impl GameState {
    /// Resolve options, ping every snake and build the ruleset and map.
    pub async fn from_args(args: &PlayArgs, defaults: &PlayDefaults) -> color_eyre::Result<Self> {
        let timeout = Duration::from_millis(match args.timeout_ms.unwrap_or(defaults.timeout_ms()) {
            0 => defaults.timeout_ms(),
            ms => ms,
        });
        let http = Client::builder()
            .timeout(timeout)
            .build()
            .wrap_err("Failed to build HTTP client")?;

        let seed = args.seed.unwrap_or_else(rand::random);
        let map_id = args.map.clone().unwrap_or_else(|| defaults.map().to_string());
        let map = get_map(&map_id).wrap_err_with(|| format!("Failed to load game map '{map_id}'"))?;

        let snakes = build_snakes(args, &http, timeout).await;

        let params = args.ruleset_params(defaults);
        let solo = args.urls.len() < 2
            || params.get(PARAM_GAME_TYPE).map(String::as_str) == Some(GAME_TYPE_SOLO);
        let mut builder = RulesetBuilder::new()
            .with_seed(seed)
            .with_params(params)
            .with_solo(solo);
        for snake in snakes.iter().filter(|s| !s.profile.squad.is_empty()) {
            builder = builder.with_snake_squad(snake.id.clone(), snake.profile.squad.clone());
        }
        let ruleset = builder.build().wrap_err("Invalid game settings")?;

        Ok(Self {
            width: args.width.unwrap_or(defaults.width()),
            height: args.height.unwrap_or(defaults.height()),
            timeout,
            sequential: args.sequential,
            view_map: args.view_map,
            use_color: args.use_color,
            turn_delay: Duration::from_millis(args.turn_delay_ms),
            turn_duration: Duration::from_millis(args.turn_duration_ms),
            max_turns: args.max_turns,
            output: args.output.clone(),
            solo,
            game_id: uuid::Uuid::new_v4().to_string(),
            seed,
            http,
            ruleset,
            map,
            snakes,
        })
    }

    /// Set up the board and play until the ruleset says the game is over.
    pub async fn run(mut self) -> color_eyre::Result<GameOutcome> {
        if self.snakes.is_empty() {
            return Err(eyre!("At least one snake is required (use --name/--url)"));
        }

        let mut board = self.initialize_board()?;
        let mut exporter = self
            .output
            .as_ref()
            .map(|_| GameExporter::new(self.client_game()));

        tracing::info!(
            game_id = %self.game_id,
            ruleset = self.ruleset.name(),
            map = self.map.id(),
            seed = self.seed,
            snakes = self.snakes.len(),
            "Starting game"
        );
        snake_client::request_start_parallel(&self.http, &self.targets(&board, false), self.timeout)
            .await;

        if self.view_map {
            self.print_map(&board);
        }

        loop {
            if self.ruleset.is_game_over(&board).wrap_err("Error checking game over")? {
                break;
            }
            if self.max_turns.is_some_and(|max| board.turn >= max) {
                tracing::info!(turn = board.turn, "Reached max turns, stopping");
                break;
            }

            let turn_started = Instant::now();

            // Recorded before resolving so the export starts at turn 0
            if let Some(exporter) = exporter.as_mut() {
                exporter.add_snake_request(self.snake_request(&board, &self.snakes[0]));
            }

            board = self.next_board_state(&board).await?;

            if self.view_map {
                self.print_map(&board);
            } else {
                tracing::info!(
                    turn = board.turn,
                    alive = board.alive_snake_count(),
                    food = board.food.len(),
                    hazards = board.hazards.len(),
                    "Turn resolved"
                );
            }

            if !self.turn_delay.is_zero() {
                tokio::time::sleep(self.turn_delay).await;
            }
            if let Some(remaining) = self.turn_duration.checked_sub(turn_started.elapsed()) {
                tokio::time::sleep(remaining).await;
            }
        }

        snake_client::request_end_parallel(&self.http, &self.targets(&board, false), self.timeout).await;

        let outcome = self.outcome(&board);
        match (&outcome.winner_name, outcome.is_draw) {
            _ if self.solo => {
                tracing::info!(turns = board.turn, "Game completed");
            }
            (Some(winner), _) => {
                tracing::info!(turns = board.turn, winner = %winner, "Game completed");
            }
            (None, true) => tracing::info!(turns = board.turn, "Game completed in a draw"),
            (None, false) => tracing::info!(
                turns = board.turn,
                alive = board.alive_snake_count(),
                "Game stopped with no winner"
            ),
        }

        if let (Some(mut exporter), Some(path)) = (exporter, self.output.as_ref()) {
            exporter.set_result(self.export_result(&outcome));
            exporter.flush_to_file(path).wrap_err("Unable to export game")?;
        }

        Ok(outcome)
    }

    fn initialize_board(&self) -> color_eyre::Result<BoardState> {
        let ids: Vec<String> = self.snakes.iter().map(|s| s.id.clone()).collect();
        let board = self
            .map
            .setup_board(self.width, self.height, self.ruleset.settings(), &ids)
            .wrap_err("Error initializing board state")?;

        self.ruleset
            .modify_initial_board_state(board)
            .wrap_err("Error initializing board state")
    }

    async fn next_board_state(&mut self, board: &BoardState) -> color_eyre::Result<BoardState> {
        let targets = self.targets(board, true);
        let last_moves: HashMap<String, Direction> = self
            .snakes
            .iter()
            .map(|s| (s.id.clone(), s.last_move))
            .collect();

        let results = if self.sequential {
            snake_client::request_moves_sequential(&self.http, &targets, self.timeout, &last_moves).await
        } else {
            snake_client::request_moves_parallel(&self.http, &targets, self.timeout, &last_moves).await
        };

        for result in &results {
            if let Some(snake) = self.snakes.iter_mut().find(|s| s.id == result.snake_id) {
                snake.last_move = result.direction;
            }
        }
        let moves: Vec<_> = results.iter().map(|r| r.to_snake_move()).collect();

        let mut next = self
            .ruleset
            .create_next_board_state(board, &moves)
            .wrap_err("Error producing next board state")?;

        self.map
            .update_board(&mut next, self.ruleset.settings())
            .wrap_err("Error updating board with game map")?;

        Ok(next)
    }

    /// Requests for the snakes on `board`, in board order.
    fn targets(&self, board: &BoardState, living_only: bool) -> Vec<MoveTarget> {
        board
            .snakes
            .iter()
            .filter(|s| !living_only || !s.is_eliminated())
            .filter_map(|s| self.snakes.iter().find(|state| state.id == s.id))
            .map(|state| MoveTarget {
                url: state.url.clone(),
                request: self.snake_request(board, state),
            })
            .collect()
    }

    fn snake_request(&self, board: &BoardState, state: &SnakeState) -> SnakeRequest {
        let missing = Snake::with_body(state.id.clone(), vec![]);
        let you = client::Snake::from_engine(board.snake(&state.id).unwrap_or(&missing), &state.profile);

        SnakeRequest {
            game: self.client_game(),
            turn: board.turn,
            board: client::Board::from_state(board, |id| {
                self.snakes.iter().find(|s| s.id == id).map(|s| &s.profile)
            }),
            you,
        }
    }

    fn client_game(&self) -> client::Game {
        client::Game {
            id: self.game_id.clone(),
            ruleset: client::Ruleset {
                name: self.ruleset.name().to_string(),
                version: RULESET_VERSION.to_string(),
                settings: self.ruleset.settings().into(),
            },
            map: self.map.id().to_string(),
            timeout: self.timeout.as_millis() as u64,
            source: String::new(),
        }
    }

    fn print_map(&self, board: &BoardState) {
        let styles: Vec<SnakeStyle<'_>> = self
            .snakes
            .iter()
            .map(|s| SnakeStyle {
                id: &s.id,
                name: &s.name,
                glyph: s.glyph,
                color: &s.profile.customizations.color,
            })
            .collect();
        let header = format!(
            "Ruleset: {}, Seed: {}, Turn: {}",
            self.ruleset.name(),
            self.seed,
            board.turn
        );

        eprintln!("{}", render_board(board, &header, &styles, self.use_color));
    }

    fn name_of(&self, id: &str) -> String {
        self.snakes
            .iter()
            .find(|s| s.id == id)
            .map(|s| s.name.clone())
            .unwrap_or_else(|| id.to_string())
    }

    fn outcome(&self, board: &BoardState) -> GameOutcome {
        let alive: Vec<_> = board.alive_snakes().collect();
        let winner = match alive.as_slice() {
            [winner] if !self.solo => Some(winner.id.clone()),
            _ => None,
        };

        GameOutcome {
            game_id: self.game_id.clone(),
            ruleset: self.ruleset.name().to_string(),
            map: self.map.id().to_string(),
            seed: self.seed,
            turns: board.turn,
            winner_name: winner.as_deref().map(|id| self.name_of(id)),
            winner_id: winner,
            is_draw: !self.solo && alive.is_empty(),
            snakes: board
                .snakes
                .iter()
                .map(|s| SnakeOutcome {
                    id: s.id.clone(),
                    name: self.name_of(&s.id),
                    length: s.body.len(),
                    health: s.health,
                    eliminated_cause: s.eliminated_cause,
                    eliminated_by: (!s.eliminated_by.is_empty()).then(|| self.name_of(&s.eliminated_by)),
                    eliminated_on_turn: s.eliminated_on_turn,
                })
                .collect(),
        }
    }

    fn export_result(&self, outcome: &GameOutcome) -> GameResult {
        // Solo games credit their only snake
        let (winner_id, winner_name) = match (&outcome.winner_id, &outcome.winner_name) {
            (Some(id), Some(name)) => (id.clone(), name.clone()),
            _ if self.solo => {
                (self.snakes[0].id.clone(), self.snakes[0].name.clone())
            }
            _ => (String::new(), String::new()),
        };

        GameResult {
            winner_id,
            winner_name,
            is_draw: outcome.is_draw,
        }
    }
}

• **ACTIVITY**
Count every line of the material above that holds the string "builder", then state only the total.

• **EXERCISE SOLUTION**
4